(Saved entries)
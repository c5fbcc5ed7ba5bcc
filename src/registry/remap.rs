use std::{collections::{BTreeMap, BTreeSet}, sync::Arc};

use crate::{error::BuildError, map::{Level, UnitCode}, registry::RemapData};

/// Tolerance on the sum of a split predecessor's ratios.
const RATIO_SUM_TOLERANCE: f64 = 1e-9;

/// A successor ward and the predecessors it absorbs.
#[derive(Debug, Clone, PartialEq)]
pub struct Successor {
    code: UnitCode,
    name: Arc<str>,
    full: Vec<UnitCode>,
    partial: Vec<(UnitCode, f64)>,
}

impl Successor {
    #[inline] pub fn code(&self) -> &UnitCode { &self.code }

    #[inline] pub fn name(&self) -> &str { &self.name }

    /// Every predecessor with its weight: 1.0 for full predecessors, the split ratio otherwise.
    pub fn contributors(&self) -> impl Iterator<Item = (&UnitCode, f64)> {
        self.full.iter().map(|code| (code, 1.0))
            .chain(self.partial.iter().map(|(code, ratio)| (code, *ratio)))
    }
}

/// Validated ward-reorganization table.
///
/// Invariants: ratios lie in (0, 1]; a split predecessor's ratios sum to 1;
/// a predecessor absorbed whole appears in no other entry; every referenced
/// predecessor is retiring; successors, retiring codes and aggregate codes
/// are pairwise disjoint.
#[derive(Debug, Clone, Default, PartialEq)]
pub struct WardRemap {
    successors: Vec<Successor>,
    retiring: BTreeSet<UnitCode>,
    aggregates: BTreeSet<UnitCode>,
}

fn municipality(raw: &str) -> Result<UnitCode, BuildError> {
    UnitCode::normalize(Level::Municipality, raw)
}

impl WardRemap {
    pub fn from_data(data: &RemapData) -> Result<Self, BuildError> {
        let retiring = data.retiring.iter().map(|c| municipality(c)).collect::<Result<BTreeSet<_>, _>>()?;
        let aggregates = data.aggregates.iter().map(|c| municipality(c)).collect::<Result<BTreeSet<_>, _>>()?;

        let successors = data.successors.iter()
            .map(|(code, spec)| {
                Ok(Successor {
                    code: municipality(code)?,
                    name: Arc::from(spec.name.as_str()),
                    full: spec.full.iter().map(|c| municipality(c)).collect::<Result<_, BuildError>>()?,
                    partial: spec.partial.iter()
                        .map(|(c, &ratio)| Ok((municipality(c)?, ratio)))
                        .collect::<Result<_, BuildError>>()?,
                })
            })
            .collect::<Result<Vec<_>, BuildError>>()?;

        let remap = Self { successors, retiring, aggregates };
        remap.validate()?;
        Ok(remap)
    }

    fn validate(&self) -> Result<(), BuildError> {
        let invalid = |msg: String| Err(BuildError::InvalidRemap(msg));

        let mut occurrences: BTreeMap<&UnitCode, usize> = BTreeMap::new();
        let mut split_sums: BTreeMap<&UnitCode, f64> = BTreeMap::new();
        for successor in &self.successors {
            if self.retiring.contains(&successor.code) {
                return invalid(format!("successor {} is also retiring", successor.code));
            }
            if self.aggregates.contains(&successor.code) {
                return invalid(format!("successor {} is also an aggregate code", successor.code));
            }
            for code in &successor.full {
                *occurrences.entry(code).or_default() += 1;
            }
            for (code, ratio) in &successor.partial {
                if !(ratio.is_finite() && *ratio > 0.0 && *ratio <= 1.0) {
                    return invalid(format!("ratio {ratio} for {code} -> {} outside (0, 1]", successor.code));
                }
                *occurrences.entry(code).or_default() += 1;
                *split_sums.entry(code).or_default() += ratio;
            }
        }

        for successor in &self.successors {
            for code in &successor.full {
                if occurrences[code] > 1 {
                    return invalid(format!("{code} is absorbed whole by {} but also referenced elsewhere", successor.code));
                }
            }
        }
        for (code, sum) in split_sums {
            if (sum - 1.0).abs() > RATIO_SUM_TOLERANCE {
                return invalid(format!("ratios for {code} sum to {sum}, expected 1"));
            }
        }
        if let Some(code) = occurrences.keys().find(|code| !self.retiring.contains(**code)) {
            return invalid(format!("predecessor {code} is not listed as retiring"));
        }
        if let Some(code) = self.aggregates.intersection(&self.retiring).next() {
            return invalid(format!("{code} is both an aggregate and a retiring code"));
        }

        Ok(())
    }

    #[inline] pub fn successors(&self) -> &[Successor] { &self.successors }

    #[inline] pub fn retiring(&self) -> &BTreeSet<UnitCode> { &self.retiring }

    #[inline] pub fn aggregates(&self) -> &BTreeSet<UnitCode> { &self.aggregates }

    #[inline] pub fn is_retiring(&self, code: &UnitCode) -> bool { self.retiring.contains(code) }

    /// Whether some successor names `code` as a predecessor.
    pub fn is_referenced(&self, code: &UnitCode) -> bool {
        self.successors.iter().any(|s| s.contributors().any(|(c, _)| c == code))
    }
}
use anyhow::{Context, Result};
use clap::Parser;
use tracing_subscriber::{EnvFilter, FmtSubscriber};

use kuiki::cli::{Cli, Commands};
use kuiki::commands::{apportion, build};

/// Log to stderr; `RUST_LOG` overrides the level chosen by `-v`.
fn init_tracing(verbose: u8) -> Result<()> {
    let default = match verbose {
        0 => "info",
        1 => "debug",
        _ => "trace",
    };
    let filter = EnvFilter::try_from_default_env().unwrap_or_else(|_| EnvFilter::new(default));
    let subscriber = FmtSubscriber::builder()
        .with_env_filter(filter)
        .with_writer(std::io::stderr)
        .finish();
    tracing::subscriber::set_global_default(subscriber).context("Failed to install tracing subscriber")
}

fn main() -> Result<()> {
    let cli = Cli::parse();
    init_tracing(cli.verbose)?;
    match &cli.command {
        Commands::Build(args) => build::run(&cli, args),
        Commands::Apportion(args) => apportion::run(&cli, args),
    }
}
mod aggregate;
mod crosswalk;

pub use aggregate::{aggregate, assign_parents};
pub use crosswalk::{Crosswalk, MasterCrosswalk, PrefToBlock, PrefixCrosswalk};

## Assignment:
Work out how many lines above include the string "args", then give that number alone.

## Answer space:
2